(Stored data entries)
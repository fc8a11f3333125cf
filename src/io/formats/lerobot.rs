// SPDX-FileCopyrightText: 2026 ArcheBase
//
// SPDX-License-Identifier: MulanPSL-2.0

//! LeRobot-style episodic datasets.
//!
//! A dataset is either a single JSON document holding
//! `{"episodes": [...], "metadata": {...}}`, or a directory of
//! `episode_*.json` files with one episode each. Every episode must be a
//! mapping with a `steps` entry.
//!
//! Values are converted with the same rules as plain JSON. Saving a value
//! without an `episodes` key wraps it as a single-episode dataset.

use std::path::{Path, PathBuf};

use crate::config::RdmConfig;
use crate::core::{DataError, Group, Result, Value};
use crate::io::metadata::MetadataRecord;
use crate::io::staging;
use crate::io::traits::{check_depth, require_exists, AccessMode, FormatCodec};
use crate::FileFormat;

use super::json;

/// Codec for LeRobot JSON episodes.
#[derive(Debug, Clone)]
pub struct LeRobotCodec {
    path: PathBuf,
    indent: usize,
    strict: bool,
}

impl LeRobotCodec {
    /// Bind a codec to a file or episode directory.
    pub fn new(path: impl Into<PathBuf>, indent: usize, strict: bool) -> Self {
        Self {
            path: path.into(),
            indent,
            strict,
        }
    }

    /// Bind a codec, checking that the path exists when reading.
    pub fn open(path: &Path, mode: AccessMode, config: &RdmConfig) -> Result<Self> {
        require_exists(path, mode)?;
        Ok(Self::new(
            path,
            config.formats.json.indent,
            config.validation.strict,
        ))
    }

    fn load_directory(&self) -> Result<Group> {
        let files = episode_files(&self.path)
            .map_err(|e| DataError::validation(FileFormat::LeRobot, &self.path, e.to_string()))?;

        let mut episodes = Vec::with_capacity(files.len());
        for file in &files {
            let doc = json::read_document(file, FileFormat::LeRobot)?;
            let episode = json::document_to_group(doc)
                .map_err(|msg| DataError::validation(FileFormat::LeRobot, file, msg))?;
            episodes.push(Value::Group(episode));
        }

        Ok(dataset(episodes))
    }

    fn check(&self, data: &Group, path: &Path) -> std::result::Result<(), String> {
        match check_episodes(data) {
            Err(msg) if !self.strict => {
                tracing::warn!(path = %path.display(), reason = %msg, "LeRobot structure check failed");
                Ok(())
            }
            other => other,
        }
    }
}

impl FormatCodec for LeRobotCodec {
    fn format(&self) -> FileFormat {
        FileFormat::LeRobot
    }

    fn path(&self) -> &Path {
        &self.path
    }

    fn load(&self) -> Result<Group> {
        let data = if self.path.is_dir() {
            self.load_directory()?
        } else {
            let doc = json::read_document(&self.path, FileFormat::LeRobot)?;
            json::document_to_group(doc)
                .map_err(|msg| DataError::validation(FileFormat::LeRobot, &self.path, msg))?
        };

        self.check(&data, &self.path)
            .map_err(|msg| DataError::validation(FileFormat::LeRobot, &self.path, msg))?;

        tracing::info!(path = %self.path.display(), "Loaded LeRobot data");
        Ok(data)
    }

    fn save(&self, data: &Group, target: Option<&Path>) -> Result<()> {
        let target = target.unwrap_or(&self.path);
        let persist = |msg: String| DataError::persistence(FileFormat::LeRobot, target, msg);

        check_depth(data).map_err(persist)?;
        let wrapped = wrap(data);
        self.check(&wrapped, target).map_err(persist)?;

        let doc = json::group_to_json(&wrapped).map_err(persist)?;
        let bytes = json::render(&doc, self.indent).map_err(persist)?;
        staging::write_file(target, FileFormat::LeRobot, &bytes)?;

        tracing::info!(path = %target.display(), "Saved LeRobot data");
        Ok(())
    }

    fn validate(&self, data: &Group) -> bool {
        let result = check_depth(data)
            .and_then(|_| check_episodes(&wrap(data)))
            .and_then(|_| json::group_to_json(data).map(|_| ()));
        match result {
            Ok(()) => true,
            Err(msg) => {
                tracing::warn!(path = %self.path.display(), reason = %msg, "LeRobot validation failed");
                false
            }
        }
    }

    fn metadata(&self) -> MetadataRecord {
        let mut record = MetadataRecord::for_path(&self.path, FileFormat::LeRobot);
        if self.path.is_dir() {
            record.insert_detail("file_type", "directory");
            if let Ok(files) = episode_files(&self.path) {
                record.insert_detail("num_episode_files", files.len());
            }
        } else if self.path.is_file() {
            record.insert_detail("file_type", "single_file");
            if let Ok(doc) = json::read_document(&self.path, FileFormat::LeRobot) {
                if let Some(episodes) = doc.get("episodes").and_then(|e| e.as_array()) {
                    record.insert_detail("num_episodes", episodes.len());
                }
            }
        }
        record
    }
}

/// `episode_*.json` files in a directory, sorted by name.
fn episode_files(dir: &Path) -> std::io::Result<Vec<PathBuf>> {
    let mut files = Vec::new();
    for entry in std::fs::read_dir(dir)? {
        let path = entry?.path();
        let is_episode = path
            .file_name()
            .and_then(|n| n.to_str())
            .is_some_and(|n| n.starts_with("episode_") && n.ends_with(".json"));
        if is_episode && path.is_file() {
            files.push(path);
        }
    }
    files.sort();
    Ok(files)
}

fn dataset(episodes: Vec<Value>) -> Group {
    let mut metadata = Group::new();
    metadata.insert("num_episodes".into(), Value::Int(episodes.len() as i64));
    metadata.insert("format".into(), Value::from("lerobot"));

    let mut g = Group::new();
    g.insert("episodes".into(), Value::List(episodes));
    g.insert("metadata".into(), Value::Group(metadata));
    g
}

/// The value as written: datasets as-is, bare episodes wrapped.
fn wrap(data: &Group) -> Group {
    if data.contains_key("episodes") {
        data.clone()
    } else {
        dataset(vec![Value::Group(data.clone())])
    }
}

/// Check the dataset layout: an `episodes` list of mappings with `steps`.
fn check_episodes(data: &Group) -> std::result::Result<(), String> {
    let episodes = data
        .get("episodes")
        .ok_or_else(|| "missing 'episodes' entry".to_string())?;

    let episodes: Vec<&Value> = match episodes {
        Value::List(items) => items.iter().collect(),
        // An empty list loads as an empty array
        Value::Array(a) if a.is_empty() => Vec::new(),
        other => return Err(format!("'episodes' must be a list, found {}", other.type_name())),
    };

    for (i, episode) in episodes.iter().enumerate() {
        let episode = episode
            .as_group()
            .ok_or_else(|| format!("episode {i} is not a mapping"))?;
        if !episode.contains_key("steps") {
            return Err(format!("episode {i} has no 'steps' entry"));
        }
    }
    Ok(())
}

EXERCISE: The data should be written out again in full, exactly as it stands.

EXERCISE ANSWER:
repository fc8a11f3333125cf
filename src/io/formats/lerobot.rs
// SPDX-FileCopyrightText: 2026 ArcheBase
//
// SPDX-License-Identifier: MulanPSL-2.0

//! LeRobot-style episodic datasets.
//!
//! A dataset is either a single JSON document holding
//! `{"episodes": [...], "metadata": {...}}`, or a directory of
//! `episode_*.json` files with one episode each. Every episode must be a
//! mapping with a `steps` entry.
//!
//! Values are converted with the same rules as plain JSON. Saving a value
//! without an `episodes` key wraps it as a single-episode dataset.

use std::path::{Path, PathBuf};

use crate::config::RdmConfig;
use crate::core::{DataError, Group, Result, Value};
use crate::io::metadata::MetadataRecord;
use crate::io::staging;
use crate::io::traits::{check_depth, require_exists, AccessMode, FormatCodec};
use crate::FileFormat;

use super::json;

/// Codec for LeRobot JSON episodes.
#[derive(Debug, Clone)]
pub struct LeRobotCodec {
    path: PathBuf,
    indent: usize,
    strict: bool,
}

impl LeRobotCodec {
    /// Bind a codec to a file or episode directory.
    pub fn new(path: impl Into<PathBuf>, indent: usize, strict: bool) -> Self {
        Self {
            path: path.into(),
            indent,
            strict,
        }
    }

    /// Bind a codec, checking that the path exists when reading.
    pub fn open(path: &Path, mode: AccessMode, config: &RdmConfig) -> Result<Self> {
        require_exists(path, mode)?;
        Ok(Self::new(
            path,
            config.formats.json.indent,
            config.validation.strict,
        ))
    }

    fn load_directory(&self) -> Result<Group> {
        let files = episode_files(&self.path)
            .map_err(|e| DataError::validation(FileFormat::LeRobot, &self.path, e.to_string()))?;

        let mut episodes = Vec::with_capacity(files.len());
        for file in &files {
            let doc = json::read_document(file, FileFormat::LeRobot)?;
            let episode = json::document_to_group(doc)
                .map_err(|msg| DataError::validation(FileFormat::LeRobot, file, msg))?;
            episodes.push(Value::Group(episode));
        }

        Ok(dataset(episodes))
    }

    fn check(&self, data: &Group, path: &Path) -> std::result::Result<(), String> {
        match check_episodes(data) {
            Err(msg) if !self.strict => {
                tracing::warn!(path = %path.display(), reason = %msg, "LeRobot structure check failed");
                Ok(())
            }
            other => other,
        }
    }
}

impl FormatCodec for LeRobotCodec {
    fn format(&self) -> FileFormat {
        FileFormat::LeRobot
    }

    fn path(&self) -> &Path {
        &self.path
    }

    fn load(&self) -> Result<Group> {
        let data = if self.path.is_dir() {
            self.load_directory()?
        } else {
            let doc = json::read_document(&self.path, FileFormat::LeRobot)?;
            json::document_to_group(doc)
                .map_err(|msg| DataError::validation(FileFormat::LeRobot, &self.path, msg))?
        };

        self.check(&data, &self.path)
            .map_err(|msg| DataError::validation(FileFormat::LeRobot, &self.path, msg))?;

        tracing::info!(path = %self.path.display(), "Loaded LeRobot data");
        Ok(data)
    }

    fn save(&self, data: &Group, target: Option<&Path>) -> Result<()> {
        let target = target.unwrap_or(&self.path);
        let persist = |msg: String| DataError::persistence(FileFormat::LeRobot, target, msg);

        check_depth(data).map_err(persist)?;
        let wrapped = wrap(data);
        self.check(&wrapped, target).map_err(persist)?;

        let doc = json::group_to_json(&wrapped).map_err(persist)?;
        let bytes = json::render(&doc, self.indent).map_err(persist)?;
        staging::write_file(target, FileFormat::LeRobot, &bytes)?;

        tracing::info!(path = %target.display(), "Saved LeRobot data");
        Ok(())
    }

    fn validate(&self, data: &Group) -> bool {
        let result = check_depth(data)
            .and_then(|_| check_episodes(&wrap(data)))
            .and_then(|_| json::group_to_json(data).map(|_| ()));
        match result {
            Ok(()) => true,
            Err(msg) => {
                tracing::warn!(path = %self.path.display(), reason = %msg, "LeRobot validation failed");
                false
            }
        }
    }

    fn metadata(&self) -> MetadataRecord {
        let mut record = MetadataRecord::for_path(&self.path, FileFormat::LeRobot);
        if self.path.is_dir() {
            record.insert_detail("file_type", "directory");
            if let Ok(files) = episode_files(&self.path) {
                record.insert_detail("num_episode_files", files.len());
            }
        } else if self.path.is_file() {
            record.insert_detail("file_type", "single_file");
            if let Ok(doc) = json::read_document(&self.path, FileFormat::LeRobot) {
                if let Some(episodes) = doc.get("episodes").and_then(|e| e.as_array()) {
                    record.insert_detail("num_episodes", episodes.len());
                }
            }
        }
        record
    }
}

/// `episode_*.json` files in a directory, sorted by name.
fn episode_files(dir: &Path) -> std::io::Result<Vec<PathBuf>> {
    let mut files = Vec::new();
    for entry in std::fs::read_dir(dir)? {
        let path = entry?.path();
        let is_episode = path
            .file_name()
            .and_then(|n| n.to_str())
            .is_some_and(|n| n.starts_with("episode_") && n.ends_with(".json"));
        if is_episode && path.is_file() {
            files.push(path);
        }
    }
    files.sort();
    Ok(files)
}

fn dataset(episodes: Vec<Value>) -> Group {
    let mut metadata = Group::new();
    metadata.insert("num_episodes".into(), Value::Int(episodes.len() as i64));
    metadata.insert("format".into(), Value::from("lerobot"));

    let mut g = Group::new();
    g.insert("episodes".into(), Value::List(episodes));
    g.insert("metadata".into(), Value::Group(metadata));
    g
}

/// The value as written: datasets as-is, bare episodes wrapped.
fn wrap(data: &Group) -> Group {
    if data.contains_key("episodes") {
        data.clone()
    } else {
        dataset(vec![Value::Group(data.clone())])
    }
}

/// Check the dataset layout: an `episodes` list of mappings with `steps`.
fn check_episodes(data: &Group) -> std::result::Result<(), String> {
    let episodes = data
        .get("episodes")
        .ok_or_else(|| "missing 'episodes' entry".to_string())?;

    let episodes: Vec<&Value> = match episodes {
        Value::List(items) => items.iter().collect(),
        // An empty list loads as an empty array
        Value::Array(a) if a.is_empty() => Vec::new(),
        other => return Err(format!("'episodes' must be a list, found {}", other.type_name())),
    };

    for (i, episode) in episodes.iter().enumerate() {
        let episode = episode
            .as_group()
            .ok_or_else(|| format!("episode {i} is not a mapping"))?;
        if !episode.contains_key("steps") {
            return Err(format!("episode {i} has no 'steps' entry"));
        }
    }
    Ok(())
}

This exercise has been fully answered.